This view of the act makes no inroads upon the protection which the Legislature intended to throw around the family home of debtors. The creditor only gets in satisfaction of his debt, the interest of his debtor in Black Acre ; Ms debt is satisfied by his levy upon that parcel, and cannot be, directly nor indirectly, enforced against White Acre. When C pays M’s debt that H, by contract, is personally obliged to pay, he pays, not as a volunteer, but by compulsion ; he pays, not because he is a creditor seeking to enforce his own debt, but as a surety forced to pay another man’s debt, for the payment of which his land is pledged.
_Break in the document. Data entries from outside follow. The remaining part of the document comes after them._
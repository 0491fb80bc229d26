use colored::*;
use serde::Serialize;

use loxi::error::{Phase, RuntimeError, StaticError};
use loxi::RunError;

use crate::config::ErrorFormat;
use crate::input;

fn format_input(input: &input::Input, line: usize, col: i64) {
    let text = match input.line(line) {
        Some(text) => text,
        None => return,
    };
    eprintln!("in {}, at line {}, column {}:", input.name(), line, col);
    eprintln!("{}", text);
    let padding = "~".repeat((col.max(1) - 1) as usize);
    eprintln!("{}{}", padding.blue().bold(), "^".blue().bold());
}

fn phase_name(phase: Phase) -> &'static str {
    match phase {
        Phase::Lexical => "lexical error",
        Phase::Parse => "parse error",
        Phase::Resolve => "resolution error",
    }
}

pub fn format_static_error(err: &StaticError, input: &input::Input) {
    let what = match err.location.as_str() {
        "" => err.message.clone(),
        location => format!("{} (at{})", err.message, location.trim_start_matches(" at")),
    };
    eprintln!(
        "loxi: {}: {}",
        phase_name(err.phase).red().bold(),
        what.white().bold()
    );

    format_input(input, err.line, err.col);
}

pub fn format_runtime_error(err: &RuntimeError, input: &input::Input) {
    eprintln!(
        "loxi: {}: {}",
        "runtime error".red().bold(),
        err.message.white().bold()
    );

    format_input(input, err.line, err.col);
}

fn emit_json<T: Serialize>(record: &T) {
    match serde_json::to_string(record) {
        Ok(json) => eprintln!("{}", json),
        Err(err) => eprintln!("loxi: could not encode diagnostic: {}", err),
    }
}

pub fn report(err: &RunError, input: &input::Input, format: ErrorFormat) {
    match (err, format) {
        (RunError::Static(errors), ErrorFormat::Human) => {
            for err in errors {
                format_static_error(err, input);
            }
        }
        (RunError::Static(errors), ErrorFormat::Json) => errors.iter().for_each(emit_json),
        (RunError::Runtime(err), ErrorFormat::Human) => format_runtime_error(err, input),
        (RunError::Runtime(err), ErrorFormat::Json) => emit_json(err),
    }
}
use loxi::Lox;
use tracing::debug;

use crate::config::{Config, HISTORY_FILE};
use crate::error_formatting;
use crate::input;
use crate::line_reader::{LineReadStatus, LineReader};

/// Reads lines until end of input, running each one in the same session so
/// definitions carry over. Errors are reported and the loop goes on.
pub fn run(config: &Config) -> i32 {
    let mut lox = Lox::default();
    let mut line_reader = LineReader::new(HISTORY_FILE, ">>> ");

    println!(
        "============================================\n\
         Welcome to lox! using tree-walk interpreter.\n\
         ============================================\n"
    );

    loop {
        let line = match line_reader.readline() {
            LineReadStatus::Line(line) => line,
            LineReadStatus::Interrupted => continue,
            LineReadStatus::Done => break,
        };

        if line.trim().is_empty() {
            continue;
        }

        if let Err(err) = lox.run_line(&line) {
            debug!(error = %err, "repl line failed");
            let input = input::Input {
                source: input::Source::Repl,
                content: line,
            };
            error_formatting::report(&err, &input, config.error_format);
        }
    }

    0
}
Such involuntary payment by a surety never, in equity, extinguishes the debt, but keeps it on foot in favor of the surety against his principal, and subrogates the surety to all the securities held by the payee. C, then, in compelling the homestead to contribute, *354is enforcing M’s debt, against which, as we have seen, no homestead right can be asserted.

0 may enforce M’s debt in the same manner that M could, and hence may proceed by a foreclosure of the mortgage, to compel the homestead to discharge M’s debt in the proportion which its value bears to that of the whole property.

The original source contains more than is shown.